# Records for the exercise
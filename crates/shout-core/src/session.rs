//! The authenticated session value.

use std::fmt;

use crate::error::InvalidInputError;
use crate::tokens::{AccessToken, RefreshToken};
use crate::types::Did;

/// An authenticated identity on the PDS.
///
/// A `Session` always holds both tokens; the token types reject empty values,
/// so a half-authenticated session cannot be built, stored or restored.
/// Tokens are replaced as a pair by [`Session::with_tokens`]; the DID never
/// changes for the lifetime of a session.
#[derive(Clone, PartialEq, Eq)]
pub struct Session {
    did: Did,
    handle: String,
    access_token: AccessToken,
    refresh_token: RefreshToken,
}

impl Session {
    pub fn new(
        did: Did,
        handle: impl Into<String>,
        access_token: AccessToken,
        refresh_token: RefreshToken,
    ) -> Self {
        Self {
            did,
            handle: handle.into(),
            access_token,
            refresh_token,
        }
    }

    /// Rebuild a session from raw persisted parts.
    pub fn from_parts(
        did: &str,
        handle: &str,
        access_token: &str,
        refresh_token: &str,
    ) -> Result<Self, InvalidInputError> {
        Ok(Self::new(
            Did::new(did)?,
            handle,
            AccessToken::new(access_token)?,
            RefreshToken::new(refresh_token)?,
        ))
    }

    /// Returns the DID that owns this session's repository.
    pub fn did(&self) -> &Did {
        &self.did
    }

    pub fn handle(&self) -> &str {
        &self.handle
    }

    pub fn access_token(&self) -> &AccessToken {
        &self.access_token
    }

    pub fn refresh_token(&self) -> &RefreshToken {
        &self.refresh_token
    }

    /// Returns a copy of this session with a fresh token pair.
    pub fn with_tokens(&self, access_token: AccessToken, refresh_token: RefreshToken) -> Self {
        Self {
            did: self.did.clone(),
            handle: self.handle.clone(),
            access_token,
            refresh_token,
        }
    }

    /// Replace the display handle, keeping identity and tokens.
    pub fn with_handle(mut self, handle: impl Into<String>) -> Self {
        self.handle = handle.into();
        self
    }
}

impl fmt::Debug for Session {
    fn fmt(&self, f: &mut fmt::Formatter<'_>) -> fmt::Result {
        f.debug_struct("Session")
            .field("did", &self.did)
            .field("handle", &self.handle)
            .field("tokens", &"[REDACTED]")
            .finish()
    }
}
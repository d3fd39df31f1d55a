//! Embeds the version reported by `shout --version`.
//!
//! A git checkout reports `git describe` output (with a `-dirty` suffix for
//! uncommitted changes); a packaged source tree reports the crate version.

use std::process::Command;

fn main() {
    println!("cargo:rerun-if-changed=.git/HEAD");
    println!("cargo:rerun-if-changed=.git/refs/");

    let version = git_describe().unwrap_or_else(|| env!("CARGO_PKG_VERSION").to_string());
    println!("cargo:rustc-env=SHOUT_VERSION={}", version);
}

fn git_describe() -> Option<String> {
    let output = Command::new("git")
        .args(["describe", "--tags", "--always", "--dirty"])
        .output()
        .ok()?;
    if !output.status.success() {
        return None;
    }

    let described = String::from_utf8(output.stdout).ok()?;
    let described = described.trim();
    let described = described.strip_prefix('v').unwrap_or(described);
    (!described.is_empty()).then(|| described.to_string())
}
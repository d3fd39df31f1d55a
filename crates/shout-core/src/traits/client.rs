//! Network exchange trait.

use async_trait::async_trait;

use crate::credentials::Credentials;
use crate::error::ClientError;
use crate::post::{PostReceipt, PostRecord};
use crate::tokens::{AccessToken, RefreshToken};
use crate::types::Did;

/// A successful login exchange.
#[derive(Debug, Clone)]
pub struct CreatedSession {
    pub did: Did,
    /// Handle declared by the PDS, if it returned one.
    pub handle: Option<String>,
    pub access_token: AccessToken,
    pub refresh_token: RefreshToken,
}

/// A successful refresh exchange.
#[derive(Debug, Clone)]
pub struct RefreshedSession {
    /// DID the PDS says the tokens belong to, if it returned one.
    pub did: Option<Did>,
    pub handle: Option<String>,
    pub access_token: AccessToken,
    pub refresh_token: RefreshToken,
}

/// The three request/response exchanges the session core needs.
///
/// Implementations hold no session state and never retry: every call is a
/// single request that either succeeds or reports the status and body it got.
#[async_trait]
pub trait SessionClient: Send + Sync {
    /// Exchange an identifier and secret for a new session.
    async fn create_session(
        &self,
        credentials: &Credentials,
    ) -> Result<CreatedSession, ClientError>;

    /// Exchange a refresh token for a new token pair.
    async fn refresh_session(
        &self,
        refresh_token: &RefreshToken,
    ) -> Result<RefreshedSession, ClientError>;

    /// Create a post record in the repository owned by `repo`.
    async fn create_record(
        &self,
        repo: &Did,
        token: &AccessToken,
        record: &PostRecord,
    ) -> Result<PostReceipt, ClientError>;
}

* * *

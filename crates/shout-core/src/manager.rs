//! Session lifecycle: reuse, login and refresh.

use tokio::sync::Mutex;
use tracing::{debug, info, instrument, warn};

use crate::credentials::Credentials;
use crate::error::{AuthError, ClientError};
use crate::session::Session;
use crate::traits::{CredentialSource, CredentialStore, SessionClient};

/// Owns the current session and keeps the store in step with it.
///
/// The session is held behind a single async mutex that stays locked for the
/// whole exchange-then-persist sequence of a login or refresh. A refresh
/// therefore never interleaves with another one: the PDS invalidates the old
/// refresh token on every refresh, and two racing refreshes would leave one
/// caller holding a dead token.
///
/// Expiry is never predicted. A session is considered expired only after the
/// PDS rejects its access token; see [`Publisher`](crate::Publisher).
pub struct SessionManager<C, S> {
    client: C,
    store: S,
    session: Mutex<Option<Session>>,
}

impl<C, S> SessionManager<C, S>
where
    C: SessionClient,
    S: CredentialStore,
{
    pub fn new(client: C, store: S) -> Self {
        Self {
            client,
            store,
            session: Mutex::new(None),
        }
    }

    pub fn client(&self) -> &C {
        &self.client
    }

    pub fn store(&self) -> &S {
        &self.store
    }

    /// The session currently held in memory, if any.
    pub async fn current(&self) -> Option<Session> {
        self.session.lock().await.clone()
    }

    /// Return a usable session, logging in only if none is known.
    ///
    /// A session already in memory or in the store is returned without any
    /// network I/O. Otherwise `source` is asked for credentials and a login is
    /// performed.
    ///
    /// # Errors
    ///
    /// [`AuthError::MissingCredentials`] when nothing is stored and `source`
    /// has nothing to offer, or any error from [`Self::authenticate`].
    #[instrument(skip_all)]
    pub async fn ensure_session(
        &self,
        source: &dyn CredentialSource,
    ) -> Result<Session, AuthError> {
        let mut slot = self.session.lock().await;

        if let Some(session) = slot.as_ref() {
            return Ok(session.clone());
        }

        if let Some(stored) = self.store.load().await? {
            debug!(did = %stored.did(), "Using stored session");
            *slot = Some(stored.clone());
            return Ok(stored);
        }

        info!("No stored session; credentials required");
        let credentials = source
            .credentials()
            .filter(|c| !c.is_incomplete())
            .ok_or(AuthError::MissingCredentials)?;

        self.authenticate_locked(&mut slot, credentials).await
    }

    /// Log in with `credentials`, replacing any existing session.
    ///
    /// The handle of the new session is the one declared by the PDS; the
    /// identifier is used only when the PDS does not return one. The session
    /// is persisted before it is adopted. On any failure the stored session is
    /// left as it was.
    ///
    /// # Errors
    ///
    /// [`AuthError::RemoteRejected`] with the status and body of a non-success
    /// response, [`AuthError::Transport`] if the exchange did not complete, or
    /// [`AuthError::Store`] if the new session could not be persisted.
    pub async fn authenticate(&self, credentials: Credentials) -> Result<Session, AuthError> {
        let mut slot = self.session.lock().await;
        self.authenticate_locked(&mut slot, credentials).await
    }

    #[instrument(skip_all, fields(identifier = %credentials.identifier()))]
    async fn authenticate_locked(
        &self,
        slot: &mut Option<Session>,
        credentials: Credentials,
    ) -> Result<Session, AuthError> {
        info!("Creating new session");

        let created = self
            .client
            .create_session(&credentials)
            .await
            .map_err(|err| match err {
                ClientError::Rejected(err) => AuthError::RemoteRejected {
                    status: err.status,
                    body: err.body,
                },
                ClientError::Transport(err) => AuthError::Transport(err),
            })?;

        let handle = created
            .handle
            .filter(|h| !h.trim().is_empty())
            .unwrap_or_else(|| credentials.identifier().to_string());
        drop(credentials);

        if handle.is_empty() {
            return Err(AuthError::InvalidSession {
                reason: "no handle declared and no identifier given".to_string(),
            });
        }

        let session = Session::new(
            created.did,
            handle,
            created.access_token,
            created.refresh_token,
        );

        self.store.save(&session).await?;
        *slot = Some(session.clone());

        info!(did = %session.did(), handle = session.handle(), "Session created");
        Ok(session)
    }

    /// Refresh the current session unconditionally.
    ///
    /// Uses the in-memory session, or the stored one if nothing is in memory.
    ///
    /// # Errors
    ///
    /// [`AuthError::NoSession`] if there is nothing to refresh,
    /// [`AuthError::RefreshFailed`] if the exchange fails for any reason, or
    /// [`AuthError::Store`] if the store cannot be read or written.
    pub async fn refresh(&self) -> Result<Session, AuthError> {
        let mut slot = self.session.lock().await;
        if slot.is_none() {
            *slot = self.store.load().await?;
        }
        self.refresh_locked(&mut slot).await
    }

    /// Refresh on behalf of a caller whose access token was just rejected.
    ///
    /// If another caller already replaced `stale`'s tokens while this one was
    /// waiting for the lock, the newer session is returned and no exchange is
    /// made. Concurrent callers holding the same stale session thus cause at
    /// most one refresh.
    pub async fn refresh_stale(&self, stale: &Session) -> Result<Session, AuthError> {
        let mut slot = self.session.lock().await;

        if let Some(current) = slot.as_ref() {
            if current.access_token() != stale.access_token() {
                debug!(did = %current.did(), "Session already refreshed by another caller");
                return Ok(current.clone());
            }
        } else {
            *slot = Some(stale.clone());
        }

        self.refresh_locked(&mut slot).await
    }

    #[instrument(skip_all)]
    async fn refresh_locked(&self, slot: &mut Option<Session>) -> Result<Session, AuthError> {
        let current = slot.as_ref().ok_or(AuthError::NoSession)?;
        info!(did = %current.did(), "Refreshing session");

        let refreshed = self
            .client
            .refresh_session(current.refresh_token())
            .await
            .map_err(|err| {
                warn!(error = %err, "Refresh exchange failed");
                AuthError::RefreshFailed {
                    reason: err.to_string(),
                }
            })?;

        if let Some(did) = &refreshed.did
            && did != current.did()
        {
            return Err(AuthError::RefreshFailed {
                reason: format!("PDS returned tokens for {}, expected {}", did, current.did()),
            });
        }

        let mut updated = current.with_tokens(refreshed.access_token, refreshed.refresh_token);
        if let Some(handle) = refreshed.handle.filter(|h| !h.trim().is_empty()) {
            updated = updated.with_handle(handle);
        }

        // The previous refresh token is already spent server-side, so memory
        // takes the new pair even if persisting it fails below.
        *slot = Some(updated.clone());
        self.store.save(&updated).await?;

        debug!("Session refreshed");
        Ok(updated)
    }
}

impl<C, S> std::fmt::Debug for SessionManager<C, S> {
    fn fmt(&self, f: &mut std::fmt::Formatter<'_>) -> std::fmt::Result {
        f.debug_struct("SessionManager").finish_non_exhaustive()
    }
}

==

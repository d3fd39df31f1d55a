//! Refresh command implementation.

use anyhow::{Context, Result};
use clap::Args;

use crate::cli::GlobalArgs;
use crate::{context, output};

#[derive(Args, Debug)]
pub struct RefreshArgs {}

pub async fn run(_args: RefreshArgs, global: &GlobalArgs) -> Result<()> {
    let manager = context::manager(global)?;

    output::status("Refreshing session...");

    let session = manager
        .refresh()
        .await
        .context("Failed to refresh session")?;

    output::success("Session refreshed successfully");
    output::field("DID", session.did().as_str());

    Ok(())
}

# Your goal
In the records above, how many lines hold the string "never"? Respond with that number only.

# Task response
4